▶ _What the task asks_: In the data below, count every line that holds the string "before" and reply with the number alone.

Stored items:
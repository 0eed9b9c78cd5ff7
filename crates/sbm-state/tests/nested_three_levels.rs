mod common;

use sbm_core::RngHandle;
use sbm_graph::gen_planted_partition;
use sbm_state::{BlockState, BlockStateOpts, EntropyArgs, NestedBlockState};

/// Three-level stack: 12 vertices in 6 base blocks, paired into 3 middle
/// blocks, paired again into 2 top blocks.
fn three_level_state(seed: u64) -> NestedBlockState {
    let mut rng = RngHandle::from_seed(seed);
    let b0: Vec<usize> = (0..12).map(|v| v / 2).collect();
    let graph = gen_planted_partition(&b0, 0.6, 0.1, false, &mut rng).unwrap();
    let base = BlockState::new(graph, b0, BlockStateOpts::default()).unwrap();
    let b1: Vec<usize> = (0..6).map(|r| r / 2).collect();
    let b2: Vec<usize> = (0..3).map(|r| r / 2).collect();
    NestedBlockState::new(
        base,
        &[b1, b2],
        &[EntropyArgs::default(), EntropyArgs::default()],
    )
    .unwrap()
}

fn rebuilt(state: &NestedBlockState) -> NestedBlockState {
    let base = BlockState::new(
        state.level(0).graph().clone(),
        state.level(0).assignment().to_vec(),
        BlockStateOpts::default(),
    )
    .unwrap();
    NestedBlockState::new(
        base,
        &[
            state.level(1).assignment().to_vec(),
            state.level(2).assignment().to_vec(),
        ],
        &[EntropyArgs::default(), EntropyArgs::default()],
    )
    .unwrap()
}

#[test]
fn construction_spans_three_levels() {
    let state = three_level_state(1);
    assert_eq!(state.num_levels(), 3);
    assert_eq!(state.level(1).graph().num_vertices(), 6);
    assert_eq!(state.level(2).graph().num_vertices(), 3);
    assert!(state.check_consistency());
}

#[test]
fn virtual_moves_propagate_through_both_upper_levels() {
    let mut state = three_level_state(2);
    let ea = EntropyArgs {
        adjacency: true,
        exact: true,
        multigraph: true,
        partition_dl: true,
        edges_dl: true,
        ..EntropyArgs::none()
    };
    let mut checked = 0;
    for (v, nr) in [(0usize, 1usize), (3, 0), (5, 4), (11, 2), (1, 5), (7, 3)] {
        let r = state.level(0).block_of(v);
        if r == nr {
            continue;
        }
        let before = state.entropy(&ea, true).unwrap();
        let ds = state.virtual_move(v, r, nr, &ea);
        let mut moved = state.deep_copy();
        if moved.move_vertex(v, nr).is_err() {
            continue;
        }
        let after = moved.entropy(&ea, true).unwrap();
        let expected = after - before;
        assert!(
            (ds - expected).abs() < 1e-8 * expected.abs().max(1.0),
            "v={v} {r}->{nr}: virtual {ds} vs applied {expected}"
        );
        checked += 1;
    }
    assert!(checked >= 4, "too few informative cases: {checked}");
}

#[test]
fn mirrors_survive_long_random_walks() {
    let mut state = three_level_state(3);
    let mut rng = RngHandle::from_seed(33);
    for _ in 0..80 {
        let v = rng.below(12);
        let nr = rng.below(state.level(0).num_blocks());
        let _ = state.move_vertex(v, nr);
    }
    assert!(state.check_consistency());
    let fresh = rebuilt(&state);
    let ea = EntropyArgs::default();
    let incremental = state.entropy(&ea, true).unwrap();
    let scratch = fresh.entropy(&ea, true).unwrap();
    assert!(
        (incremental - scratch).abs() < 1e-9,
        "incremental {incremental} vs scratch {scratch}"
    );
}

#[test]
fn barriers_recurse_through_the_stack() {
    // Colour the middle level's blocks [0, 0, 1]: base moves crossing
    // from a block under middle-block 0/1 into one under middle-block 2
    // are barred one level up.
    let mut rng = RngHandle::from_seed(4);
    let b0: Vec<usize> = (0..12).map(|v| v / 2).collect();
    let graph = gen_planted_partition(&b0, 0.6, 0.1, false, &mut rng).unwrap();
    let base = BlockState::new(graph, b0, BlockStateOpts::default()).unwrap();
    let b1: Vec<usize> = (0..6).map(|r| r / 2).collect();
    let b2: Vec<usize> = (0..3).map(|r| r / 2).collect();
    let mut nested = NestedBlockState::with_labels(
        base,
        &[b1, b2],
        &[vec![0, 0, 1], Vec::new()],
        &[EntropyArgs::default(), EntropyArgs::default()],
    )
    .unwrap();
    // Base blocks 0..4 sit under middle blocks 0 and 1 (colour 0); base
    // blocks 4 and 5 sit under middle block 2 (colour 1).
    assert!(nested.allow_move(0, 1));
    assert!(nested.allow_move(0, 2));
    assert!(!nested.allow_move(0, 4));
    assert!(!nested.allow_move(0, 5));
    let r = nested.level(0).block_of(0);
    let ds = nested.virtual_move(0, r, 4, &EntropyArgs::default());
    assert_eq!(ds, f64::INFINITY);
    let err = nested.move_vertex(0, 4).unwrap_err();
    assert!(matches!(err, sbm_core::SbmError::Constraint(_)));
    // Moves within one colour still flow.
    nested.move_vertex(0, 1).unwrap();
    assert!(nested.check_consistency());
}
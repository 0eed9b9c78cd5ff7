mod common;

use sbm_core::RngHandle;
use sbm_state::DynamicSampler;

#[test]
fn draws_follow_the_weights() {
    let mut sampler = DynamicSampler::new();
    sampler.insert((0, 0), 1);
    sampler.insert((1, 0), 3);
    sampler.insert((2, 0), 6);
    assert_eq!(sampler.total(), 10);

    let mut rng = RngHandle::from_seed(13);
    let trials = 30_000;
    let mut counts = [0usize; 3];
    for _ in 0..trials {
        let (edge, _) = sampler.sample(&mut rng).unwrap();
        counts[edge] += 1;
    }
    for (edge, weight) in [(0usize, 1.0), (1, 3.0), (2, 6.0)] {
        let freq = counts[edge] as f64 / trials as f64;
        let p = weight / 10.0;
        assert!((freq - p).abs() < 0.02, "edge {edge}: freq {freq} vs {p}");
    }
}

#[test]
fn removed_slots_never_draw_and_are_recycled() {
    let mut sampler = DynamicSampler::new();
    let a = sampler.insert((0, 0), 5);
    let _b = sampler.insert((1, 0), 5);
    sampler.remove(a);
    assert_eq!(sampler.total(), 5);

    let mut rng = RngHandle::from_seed(14);
    for _ in 0..1000 {
        let (edge, _) = sampler.sample(&mut rng).unwrap();
        assert_eq!(edge, 1);
    }
    let c = sampler.insert((2, 1), 2);
    assert_eq!(c, a, "freed slot must be reused");
    assert_eq!(sampler.total(), 7);
}

#[test]
fn an_empty_sampler_yields_nothing() {
    let mut sampler = DynamicSampler::new();
    let slot = sampler.insert((0, 0), 4);
    sampler.remove(slot);
    let mut rng = RngHandle::from_seed(15);
    assert_eq!(sampler.sample(&mut rng), None);
}

#[test]
fn zero_weight_entries_are_skipped() {
    let mut sampler = DynamicSampler::new();
    sampler.insert((0, 0), 0);
    sampler.insert((1, 0), 2);
    sampler.insert((2, 0), 0);
    let mut rng = RngHandle::from_seed(16);
    for _ in 0..200 {
        let (edge, _) = sampler.sample(&mut rng).unwrap();
        assert_eq!(edge, 1);
    }
}
use std::collections::BTreeMap;

use serde::{Deserialize, Serialize};

use sbm_core::errors::{ErrorInfo, SbmError};
use sbm_core::numeric::lgamma_fast;
use sbm_core::{Block, RngHandle, Vertex};
use sbm_graph::{HalfEdgeExpansion, Multigraph};

use crate::block_state::{eterm, vterm};
use crate::emat::BlockPairIndex;
use crate::entropy::EntropyArgs;
use crate::mentries::MEntries;
use crate::pstats::PartitionStats;

/// Construction options for [`OverlapBlockState`].
#[derive(Debug, Clone, Serialize, Deserialize)]
pub struct OverlapOpts {
    /// Whether owner degrees are model parameters.
    pub deg_corr: bool,
    /// Constraint colour per block; default all 0.
    pub bclabel: Option<Vec<usize>>,
    /// Log-prior over the occupied block count; empty disables it.
    pub bprior: Vec<f64>,
    /// Block counts up to this bound use the dense pair index.
    pub dense_threshold: usize,
}

impl Default for OverlapOpts {
    fn default() -> Self {
        Self {
            deg_corr: false,
            bclabel: None,
            bprior: Vec::new(),
            dense_threshold: 512,
        }
    }
}

/// Overlapping SBM state: block labels live on half-edges, so an original
/// node belongs to the union of its half-edges' blocks.
///
/// `w_r` counts distinct owners represented in `r`; the per-owner label
/// multiset is tracked so membership transitions are O(log B). The move and
/// delta machinery mirrors [`crate::BlockState`] over the half-edge graph,
/// where every vertex has exactly one incident edge.
#[derive(Debug, Clone, Serialize, Deserialize)]
pub struct OverlapBlockState {
    he: HalfEdgeExpansion,
    eweight: Vec<u64>,
    b: Vec<Block>,
    bclabel: Vec<usize>,
    bprior: Vec<f64>,
    deg_corr: bool,
    bg: Multigraph,
    mrs: Vec<u64>,
    mrp: Vec<u64>,
    mrm: Vec<u64>,
    wr: Vec<u64>,
    emat: BlockPairIndex,
    empty_blocks: Vec<Block>,
    candidate_blocks: Vec<Block>,
    block_pos: Vec<usize>,
    node_blocks: Vec<BTreeMap<Block, u64>>,
    stats: PartitionStats,
    owner_stats: PartitionStats,
    m_entries: MEntries,
}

▶ _Answer area_: 2